┌──

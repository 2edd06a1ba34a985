//! Console and JSON reporters

use owo_colors::OwoColorize;
use serde_json::json;
use std::io::{self, Write};
use std::sync::Mutex;

use crate::callbacks::{CompareCallbacks, TargetStats};
use crate::delete::DeleteOutcome;
use crate::diff::Classification;
use crate::error::CompareError;
use crate::types::RelativePath;

// ============================================================================
// CONSOLE REPORTER
// ============================================================================

/// Human readable report, colored per classification
pub struct ConsoleReporter<W: Write + Send> {
	out: Mutex<W>,
	color: bool,
}

impl ConsoleReporter<io::Stdout> {
	pub fn stdout(color: bool) -> Self {
		Self::new(io::stdout(), color)
	}
}

impl<W: Write + Send> ConsoleReporter<W> {
	pub fn new(out: W, color: bool) -> Self {
		Self { out: Mutex::new(out), color }
	}

	pub fn into_inner(self) -> W {
		match self.out.into_inner() {
			Ok(out) => out,
			Err(poisoned) => poisoned.into_inner(),
		}
	}

	fn line(&self, text: &str) {
		if let Ok(mut out) = self.out.lock() {
			let _ = writeln!(out, "{}", text);
		}
	}

	fn paint(&self, class: Classification, text: &str) -> String {
		if !self.color {
			return text.to_string();
		}
		match class {
			Classification::Added => text.green().to_string(),
			Classification::Deleted => text.red().to_string(),
			Classification::Modified => text.yellow().to_string(),
			Classification::Unchanged => text.to_string(),
		}
	}

	fn heading(&self, text: &str) -> String {
		if self.color {
			text.cyan().bold().to_string()
		} else {
			text.to_string()
		}
	}

	fn alert(&self, text: &str) -> String {
		if self.color {
			text.red().bold().to_string()
		} else {
			text.to_string()
		}
	}
}

fn title(class: Classification) -> &'static str {
	match class {
		Classification::Added => "Added",
		Classification::Deleted => "Deleted",
		Classification::Modified => "Modified",
		Classification::Unchanged => "Unchanged",
	}
}

fn marker(class: Classification) -> char {
	match class {
		Classification::Added => '+',
		Classification::Deleted => '-',
		Classification::Modified => '~',
		Classification::Unchanged => ' ',
	}
}

impl<W: Write + Send> CompareCallbacks for ConsoleReporter<W> {
	fn on_target_start(&self, target: &str) {
		self.line(&self.heading(&format!("== {} ==", target)));
	}

	fn on_class_start(&self, _target: &str, class: Classification, count: usize) {
		self.line(&format!("{} ({}):", title(class), count));
		if count == 0 {
			self.line(&format!("  No {} files.", class));
		}
	}

	fn on_entry(&self, _target: &str, class: Classification, path: &RelativePath) {
		self.line(&self.paint(class, &format!("  {} {}", marker(class), path)));
	}

	fn on_target_summary(&self, target: &str, stats: &TargetStats) {
		self.line(&format!(
			"Summary {}: {} added, {} deleted, {} modified, {} unchanged",
			target, stats.added, stats.deleted, stats.modified, stats.unchanged
		));
	}

	fn on_target_error(&self, target: &str, error: &CompareError) {
		self.line(&self.alert(&format!("{}: {}", target, error)));
	}

	fn on_deletion_refused(&self, target: &str, reason: &str) {
		self.line(&self.alert(&format!("Deletion on {} refused: {}", target, reason)));
	}

	fn on_deletion_declined(&self, target: &str, count: usize) {
		self.line(&format!("Deletion of {} files on {} skipped.", count, target));
	}

	fn on_deletion(&self, _target: &str, path: &RelativePath, outcome: &DeleteOutcome) {
		let text = match outcome {
			DeleteOutcome::Deleted => self.paint(Classification::Deleted, &format!("  removed {}", path)),
			DeleteOutcome::NotFound => format!("  {} was already gone", path),
			DeleteOutcome::Failed { message } => self.alert(&format!("  failed to remove {}: {}", path, message)),
		};
		self.line(&text);
	}
}

// ============================================================================
// JSON REPORTER
// ============================================================================

/// One JSON object per event, one event per line
pub struct JsonReporter<W: Write + Send> {
	out: Mutex<W>,
}

impl JsonReporter<io::Stdout> {
	pub fn stdout() -> Self {
		Self::new(io::stdout())
	}
}

impl<W: Write + Send> JsonReporter<W> {
	pub fn new(out: W) -> Self {
		Self { out: Mutex::new(out) }
	}

	pub fn into_inner(self) -> W {
		match self.out.into_inner() {
			Ok(out) => out,
			Err(poisoned) => poisoned.into_inner(),
		}
	}

	fn emit(&self, value: serde_json::Value) {
		if let Ok(mut out) = self.out.lock() {
			let _ = writeln!(out, "{}", value);
		}
	}
}

impl<W: Write + Send> CompareCallbacks for JsonReporter<W> {
	fn on_entry(&self, target: &str, class: Classification, path: &RelativePath) {
		self.emit(json!({ "event": "entry", "target": target, "class": class, "path": path }));
	}

	fn on_target_summary(&self, target: &str, stats: &TargetStats) {
		self.emit(json!({ "event": "summary", "target": target, "stats": stats }));
	}

	fn on_target_error(&self, target: &str, error: &CompareError) {
		self.emit(json!({ "event": "error", "target": target, "message": error.to_string() }));
	}

	fn on_deletion_refused(&self, target: &str, reason: &str) {
		self.emit(json!({ "event": "deletion-refused", "target": target, "reason": reason }));
	}

	fn on_deletion_declined(&self, target: &str, count: usize) {
		self.emit(json!({ "event": "deletion-declined", "target": target, "count": count }));
	}

	fn on_deletion(&self, target: &str, path: &RelativePath, outcome: &DeleteOutcome) {
		self.emit(json!({ "event": "deletion", "target": target, "path": path, "result": outcome }));
	}
}


// vim: ts=4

└──

▶ _Your goal_: Only lines containing the string "Send" are needed. Pull each of them out of the records above.

▶ _Task output_:
pub struct ConsoleReporter<W: Write + Send> {
impl<W: Write + Send> ConsoleReporter<W> {
impl<W: Write + Send> CompareCallbacks for ConsoleReporter<W> {
pub struct JsonReporter<W: Write + Send> {
impl<W: Write + Send> JsonReporter<W> {
impl<W: Write + Send> CompareCallbacks for JsonReporter<W> {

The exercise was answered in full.